In the entries below, how many lines contain "derive"? Answer with the number and nothing else.

Collected data:
• • • • • • •
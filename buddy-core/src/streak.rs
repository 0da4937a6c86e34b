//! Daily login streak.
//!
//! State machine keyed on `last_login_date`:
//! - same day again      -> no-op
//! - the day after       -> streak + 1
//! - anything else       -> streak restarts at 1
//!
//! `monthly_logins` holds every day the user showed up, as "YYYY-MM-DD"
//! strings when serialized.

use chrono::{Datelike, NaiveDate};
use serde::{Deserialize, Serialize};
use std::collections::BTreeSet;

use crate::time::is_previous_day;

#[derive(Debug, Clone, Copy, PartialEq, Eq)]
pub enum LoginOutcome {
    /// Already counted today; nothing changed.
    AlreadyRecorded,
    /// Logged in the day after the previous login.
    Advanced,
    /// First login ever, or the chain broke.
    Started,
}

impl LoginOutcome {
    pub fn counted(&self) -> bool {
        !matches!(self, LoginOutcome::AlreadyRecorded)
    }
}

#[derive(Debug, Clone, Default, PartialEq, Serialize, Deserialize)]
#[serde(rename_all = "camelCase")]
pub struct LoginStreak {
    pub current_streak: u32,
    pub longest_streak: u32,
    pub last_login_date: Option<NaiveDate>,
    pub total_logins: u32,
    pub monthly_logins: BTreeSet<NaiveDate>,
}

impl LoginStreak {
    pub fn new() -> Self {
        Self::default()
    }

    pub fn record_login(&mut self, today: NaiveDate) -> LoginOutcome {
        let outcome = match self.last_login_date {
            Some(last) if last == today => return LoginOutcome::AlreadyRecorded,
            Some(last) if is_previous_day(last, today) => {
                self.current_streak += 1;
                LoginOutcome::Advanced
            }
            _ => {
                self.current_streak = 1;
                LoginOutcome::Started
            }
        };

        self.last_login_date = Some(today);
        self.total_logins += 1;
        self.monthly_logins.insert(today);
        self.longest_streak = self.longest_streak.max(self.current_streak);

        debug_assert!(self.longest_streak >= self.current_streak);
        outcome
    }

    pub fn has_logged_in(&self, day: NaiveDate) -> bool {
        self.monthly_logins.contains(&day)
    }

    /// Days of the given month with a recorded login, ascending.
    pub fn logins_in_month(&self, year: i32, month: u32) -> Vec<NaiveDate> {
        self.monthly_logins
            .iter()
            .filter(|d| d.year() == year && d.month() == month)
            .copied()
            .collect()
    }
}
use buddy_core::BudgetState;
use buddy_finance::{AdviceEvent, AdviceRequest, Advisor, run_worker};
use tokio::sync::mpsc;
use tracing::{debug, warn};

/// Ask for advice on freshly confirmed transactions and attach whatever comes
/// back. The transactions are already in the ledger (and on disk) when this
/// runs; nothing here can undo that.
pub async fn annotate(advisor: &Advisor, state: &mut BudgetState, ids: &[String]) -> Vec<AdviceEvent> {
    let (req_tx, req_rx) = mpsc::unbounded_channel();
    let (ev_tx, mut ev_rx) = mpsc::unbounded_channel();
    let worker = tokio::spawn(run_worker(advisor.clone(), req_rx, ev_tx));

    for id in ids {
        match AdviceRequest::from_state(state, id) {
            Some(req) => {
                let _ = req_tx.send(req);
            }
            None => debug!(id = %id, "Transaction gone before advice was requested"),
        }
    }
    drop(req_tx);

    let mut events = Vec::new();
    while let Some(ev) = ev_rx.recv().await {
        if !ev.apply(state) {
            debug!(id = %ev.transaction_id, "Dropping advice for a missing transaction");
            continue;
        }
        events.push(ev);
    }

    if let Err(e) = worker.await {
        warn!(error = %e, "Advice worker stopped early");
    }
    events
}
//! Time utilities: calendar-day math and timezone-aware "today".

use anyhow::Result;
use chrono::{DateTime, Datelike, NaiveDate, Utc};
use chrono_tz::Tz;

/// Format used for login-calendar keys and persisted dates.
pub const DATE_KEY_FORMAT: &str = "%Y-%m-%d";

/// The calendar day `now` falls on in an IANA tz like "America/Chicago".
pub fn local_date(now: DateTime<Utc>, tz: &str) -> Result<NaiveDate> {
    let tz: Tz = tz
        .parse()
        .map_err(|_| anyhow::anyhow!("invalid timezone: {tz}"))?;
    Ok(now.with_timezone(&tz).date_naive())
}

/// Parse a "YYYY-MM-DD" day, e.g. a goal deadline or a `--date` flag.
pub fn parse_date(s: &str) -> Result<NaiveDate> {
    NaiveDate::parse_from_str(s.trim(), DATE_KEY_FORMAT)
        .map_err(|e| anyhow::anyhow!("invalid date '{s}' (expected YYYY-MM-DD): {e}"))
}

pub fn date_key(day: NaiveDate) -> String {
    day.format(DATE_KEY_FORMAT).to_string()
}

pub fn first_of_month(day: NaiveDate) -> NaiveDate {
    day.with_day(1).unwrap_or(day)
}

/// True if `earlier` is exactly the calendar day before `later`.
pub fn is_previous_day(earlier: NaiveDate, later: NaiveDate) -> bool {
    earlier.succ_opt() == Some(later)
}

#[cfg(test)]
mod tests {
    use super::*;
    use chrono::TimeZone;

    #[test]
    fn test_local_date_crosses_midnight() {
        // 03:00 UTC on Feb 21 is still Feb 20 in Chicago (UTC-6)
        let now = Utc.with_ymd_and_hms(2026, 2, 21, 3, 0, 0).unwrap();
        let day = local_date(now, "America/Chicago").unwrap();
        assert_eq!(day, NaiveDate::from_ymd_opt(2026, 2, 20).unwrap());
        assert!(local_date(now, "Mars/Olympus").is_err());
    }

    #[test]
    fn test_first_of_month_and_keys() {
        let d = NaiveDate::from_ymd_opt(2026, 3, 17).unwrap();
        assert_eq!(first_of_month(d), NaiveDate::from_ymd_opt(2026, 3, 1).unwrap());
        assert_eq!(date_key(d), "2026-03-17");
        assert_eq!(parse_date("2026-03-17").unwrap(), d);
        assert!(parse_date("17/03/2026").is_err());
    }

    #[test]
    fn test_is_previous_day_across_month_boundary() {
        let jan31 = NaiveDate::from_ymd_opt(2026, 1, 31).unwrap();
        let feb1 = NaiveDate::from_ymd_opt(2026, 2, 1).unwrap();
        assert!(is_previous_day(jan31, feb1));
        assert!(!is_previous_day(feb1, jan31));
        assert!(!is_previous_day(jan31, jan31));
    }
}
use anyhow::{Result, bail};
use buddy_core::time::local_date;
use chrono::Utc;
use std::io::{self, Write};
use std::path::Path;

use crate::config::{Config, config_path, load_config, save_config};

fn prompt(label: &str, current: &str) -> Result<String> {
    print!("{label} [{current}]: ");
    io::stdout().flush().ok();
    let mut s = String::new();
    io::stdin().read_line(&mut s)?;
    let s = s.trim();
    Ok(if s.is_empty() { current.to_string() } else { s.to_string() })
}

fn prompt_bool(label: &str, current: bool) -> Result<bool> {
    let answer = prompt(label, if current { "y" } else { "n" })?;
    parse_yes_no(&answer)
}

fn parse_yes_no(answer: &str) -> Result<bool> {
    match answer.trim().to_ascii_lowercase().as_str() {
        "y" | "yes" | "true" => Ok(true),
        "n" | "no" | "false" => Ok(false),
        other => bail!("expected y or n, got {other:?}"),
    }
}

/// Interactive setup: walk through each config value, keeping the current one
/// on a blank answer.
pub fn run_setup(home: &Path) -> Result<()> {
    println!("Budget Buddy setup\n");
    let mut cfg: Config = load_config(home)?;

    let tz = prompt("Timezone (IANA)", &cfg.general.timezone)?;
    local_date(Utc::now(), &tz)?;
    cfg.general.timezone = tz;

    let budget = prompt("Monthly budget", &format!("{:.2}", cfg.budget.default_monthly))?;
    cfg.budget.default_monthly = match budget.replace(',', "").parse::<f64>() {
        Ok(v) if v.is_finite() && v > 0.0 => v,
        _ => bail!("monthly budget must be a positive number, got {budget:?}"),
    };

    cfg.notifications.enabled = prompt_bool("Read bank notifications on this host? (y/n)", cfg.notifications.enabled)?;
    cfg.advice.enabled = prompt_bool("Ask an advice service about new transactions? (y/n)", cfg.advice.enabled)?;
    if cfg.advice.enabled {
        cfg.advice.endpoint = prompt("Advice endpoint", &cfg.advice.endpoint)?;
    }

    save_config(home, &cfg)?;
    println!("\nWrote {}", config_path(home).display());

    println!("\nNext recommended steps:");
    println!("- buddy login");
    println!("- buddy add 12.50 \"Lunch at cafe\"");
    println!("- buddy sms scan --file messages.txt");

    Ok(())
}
• • • • • • •
- Response to the exercise -
2